__Assignment__
Write out exactly what each line says, starting with the first line below and ending on the one with "not be installed.".

__Records to process__
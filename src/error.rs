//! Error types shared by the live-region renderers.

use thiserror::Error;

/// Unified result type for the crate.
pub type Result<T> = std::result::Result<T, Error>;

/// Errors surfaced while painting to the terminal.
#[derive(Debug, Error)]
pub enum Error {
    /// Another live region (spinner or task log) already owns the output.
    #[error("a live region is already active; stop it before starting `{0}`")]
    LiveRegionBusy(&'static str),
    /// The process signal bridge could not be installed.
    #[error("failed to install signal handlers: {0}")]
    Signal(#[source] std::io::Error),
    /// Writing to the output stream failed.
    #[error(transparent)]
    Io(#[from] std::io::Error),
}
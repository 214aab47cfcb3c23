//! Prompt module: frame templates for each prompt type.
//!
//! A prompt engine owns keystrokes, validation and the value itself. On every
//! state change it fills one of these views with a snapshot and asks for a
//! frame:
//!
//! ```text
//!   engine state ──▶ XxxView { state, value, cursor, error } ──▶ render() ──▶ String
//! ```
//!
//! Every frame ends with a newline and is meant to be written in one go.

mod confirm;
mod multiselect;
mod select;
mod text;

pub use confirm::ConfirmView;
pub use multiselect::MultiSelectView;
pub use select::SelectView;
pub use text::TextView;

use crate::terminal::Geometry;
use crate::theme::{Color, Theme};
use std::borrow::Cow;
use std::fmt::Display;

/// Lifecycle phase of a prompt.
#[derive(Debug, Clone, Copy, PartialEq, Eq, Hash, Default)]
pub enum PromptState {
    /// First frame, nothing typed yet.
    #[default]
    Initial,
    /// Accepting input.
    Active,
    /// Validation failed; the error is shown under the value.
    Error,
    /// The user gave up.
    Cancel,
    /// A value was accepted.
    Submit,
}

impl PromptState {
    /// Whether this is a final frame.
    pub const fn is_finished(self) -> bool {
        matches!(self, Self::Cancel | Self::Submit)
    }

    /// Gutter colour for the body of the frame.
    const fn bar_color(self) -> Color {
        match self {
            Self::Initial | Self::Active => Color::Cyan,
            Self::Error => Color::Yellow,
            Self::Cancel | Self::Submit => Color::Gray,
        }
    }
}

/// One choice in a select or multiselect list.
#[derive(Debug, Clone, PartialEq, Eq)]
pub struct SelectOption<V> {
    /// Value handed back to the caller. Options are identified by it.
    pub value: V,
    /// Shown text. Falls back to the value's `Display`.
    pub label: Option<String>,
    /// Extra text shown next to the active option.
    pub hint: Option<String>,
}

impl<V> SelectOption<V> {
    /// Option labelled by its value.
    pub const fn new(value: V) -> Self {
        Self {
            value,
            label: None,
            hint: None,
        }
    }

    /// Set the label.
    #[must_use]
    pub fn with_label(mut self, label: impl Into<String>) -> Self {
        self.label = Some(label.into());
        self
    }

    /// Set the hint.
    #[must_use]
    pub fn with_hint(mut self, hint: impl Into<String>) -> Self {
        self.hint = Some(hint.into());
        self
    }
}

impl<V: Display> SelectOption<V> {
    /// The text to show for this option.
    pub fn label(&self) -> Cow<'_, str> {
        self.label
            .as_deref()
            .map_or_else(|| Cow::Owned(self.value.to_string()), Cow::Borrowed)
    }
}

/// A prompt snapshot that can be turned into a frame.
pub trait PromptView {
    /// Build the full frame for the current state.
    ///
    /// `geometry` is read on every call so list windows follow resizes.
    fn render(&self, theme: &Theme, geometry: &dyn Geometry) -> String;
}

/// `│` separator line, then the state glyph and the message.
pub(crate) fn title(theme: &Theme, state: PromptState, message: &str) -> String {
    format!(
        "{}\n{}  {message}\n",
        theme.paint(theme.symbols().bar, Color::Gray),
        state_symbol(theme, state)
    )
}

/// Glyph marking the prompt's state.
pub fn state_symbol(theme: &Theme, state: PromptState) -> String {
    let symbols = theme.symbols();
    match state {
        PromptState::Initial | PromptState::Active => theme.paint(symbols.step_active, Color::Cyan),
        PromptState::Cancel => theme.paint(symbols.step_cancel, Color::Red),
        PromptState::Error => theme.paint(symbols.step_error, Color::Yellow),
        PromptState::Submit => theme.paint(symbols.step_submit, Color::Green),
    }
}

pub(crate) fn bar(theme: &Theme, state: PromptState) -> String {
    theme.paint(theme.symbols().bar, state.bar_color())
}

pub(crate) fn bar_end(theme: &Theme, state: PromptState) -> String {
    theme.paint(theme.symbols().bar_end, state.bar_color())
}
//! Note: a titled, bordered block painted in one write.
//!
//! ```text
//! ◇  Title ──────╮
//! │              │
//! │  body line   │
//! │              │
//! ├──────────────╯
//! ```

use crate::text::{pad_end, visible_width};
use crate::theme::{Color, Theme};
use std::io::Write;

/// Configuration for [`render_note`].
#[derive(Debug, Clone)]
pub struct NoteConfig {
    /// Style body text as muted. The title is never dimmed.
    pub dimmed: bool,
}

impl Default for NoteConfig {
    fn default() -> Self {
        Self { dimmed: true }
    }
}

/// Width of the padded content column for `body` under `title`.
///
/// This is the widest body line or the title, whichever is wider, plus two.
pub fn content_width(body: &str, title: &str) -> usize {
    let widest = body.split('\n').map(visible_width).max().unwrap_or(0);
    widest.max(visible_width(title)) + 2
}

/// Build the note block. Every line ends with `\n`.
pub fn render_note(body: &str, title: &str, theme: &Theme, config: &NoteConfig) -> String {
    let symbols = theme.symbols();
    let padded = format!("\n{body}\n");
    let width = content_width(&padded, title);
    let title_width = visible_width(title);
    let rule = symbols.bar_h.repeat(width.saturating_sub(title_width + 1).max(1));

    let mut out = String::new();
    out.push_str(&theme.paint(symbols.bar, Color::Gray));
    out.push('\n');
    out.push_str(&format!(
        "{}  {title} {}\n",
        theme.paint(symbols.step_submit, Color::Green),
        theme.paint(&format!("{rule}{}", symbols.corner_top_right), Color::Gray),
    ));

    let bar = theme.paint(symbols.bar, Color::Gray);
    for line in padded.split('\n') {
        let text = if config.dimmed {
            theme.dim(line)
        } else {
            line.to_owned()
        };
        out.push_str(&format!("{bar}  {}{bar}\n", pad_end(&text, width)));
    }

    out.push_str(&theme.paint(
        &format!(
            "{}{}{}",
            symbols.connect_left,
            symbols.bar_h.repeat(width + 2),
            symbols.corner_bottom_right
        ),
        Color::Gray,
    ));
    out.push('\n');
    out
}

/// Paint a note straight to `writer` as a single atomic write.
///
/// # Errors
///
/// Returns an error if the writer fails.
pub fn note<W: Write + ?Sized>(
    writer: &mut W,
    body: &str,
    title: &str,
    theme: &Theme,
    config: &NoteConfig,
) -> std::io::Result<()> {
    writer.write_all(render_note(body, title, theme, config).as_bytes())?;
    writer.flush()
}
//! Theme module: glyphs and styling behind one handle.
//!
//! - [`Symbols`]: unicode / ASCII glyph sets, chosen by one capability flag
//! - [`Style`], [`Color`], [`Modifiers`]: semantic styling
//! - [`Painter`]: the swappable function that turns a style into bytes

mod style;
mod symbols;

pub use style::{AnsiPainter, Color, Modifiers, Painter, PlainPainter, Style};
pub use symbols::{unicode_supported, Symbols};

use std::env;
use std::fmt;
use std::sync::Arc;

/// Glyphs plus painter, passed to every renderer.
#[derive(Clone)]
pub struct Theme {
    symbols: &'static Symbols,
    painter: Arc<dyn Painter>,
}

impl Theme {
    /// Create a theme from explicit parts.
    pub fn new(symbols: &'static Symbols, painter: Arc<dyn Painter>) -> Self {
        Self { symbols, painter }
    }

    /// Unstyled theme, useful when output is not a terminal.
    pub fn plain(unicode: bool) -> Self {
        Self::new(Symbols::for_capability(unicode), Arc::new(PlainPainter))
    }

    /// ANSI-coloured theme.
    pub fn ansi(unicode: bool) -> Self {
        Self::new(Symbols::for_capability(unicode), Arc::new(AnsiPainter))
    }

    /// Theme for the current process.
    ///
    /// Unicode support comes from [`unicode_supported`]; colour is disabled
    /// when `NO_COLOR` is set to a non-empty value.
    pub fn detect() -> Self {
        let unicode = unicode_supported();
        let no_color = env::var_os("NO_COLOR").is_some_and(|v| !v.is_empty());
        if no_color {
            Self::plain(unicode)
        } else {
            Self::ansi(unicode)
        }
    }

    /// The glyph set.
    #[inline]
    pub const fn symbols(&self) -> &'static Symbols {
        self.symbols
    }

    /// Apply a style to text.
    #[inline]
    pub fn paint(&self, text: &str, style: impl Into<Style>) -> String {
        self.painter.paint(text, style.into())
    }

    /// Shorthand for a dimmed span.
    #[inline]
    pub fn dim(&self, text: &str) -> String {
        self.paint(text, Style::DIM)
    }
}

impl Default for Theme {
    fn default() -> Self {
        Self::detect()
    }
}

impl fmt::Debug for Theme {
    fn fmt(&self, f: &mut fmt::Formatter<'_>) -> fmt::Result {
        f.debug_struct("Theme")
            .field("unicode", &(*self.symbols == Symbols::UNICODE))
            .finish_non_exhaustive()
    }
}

__Exercise answer__
filename src/error.rs
//! Error types shared by the live-region renderers.

use thiserror::Error;

/// Unified result type for the crate.
pub type Result<T> = std::result::Result<T, Error>;

/// Errors surfaced while painting to the terminal.
#[derive(Debug, Error)]
pub enum Error {
    /// Another live region (spinner or task log) already owns the output.
    #[error("a live region is already active; stop it before starting `{0}`")]
    LiveRegionBusy(&'static str),
    /// The process signal bridge could not be installed.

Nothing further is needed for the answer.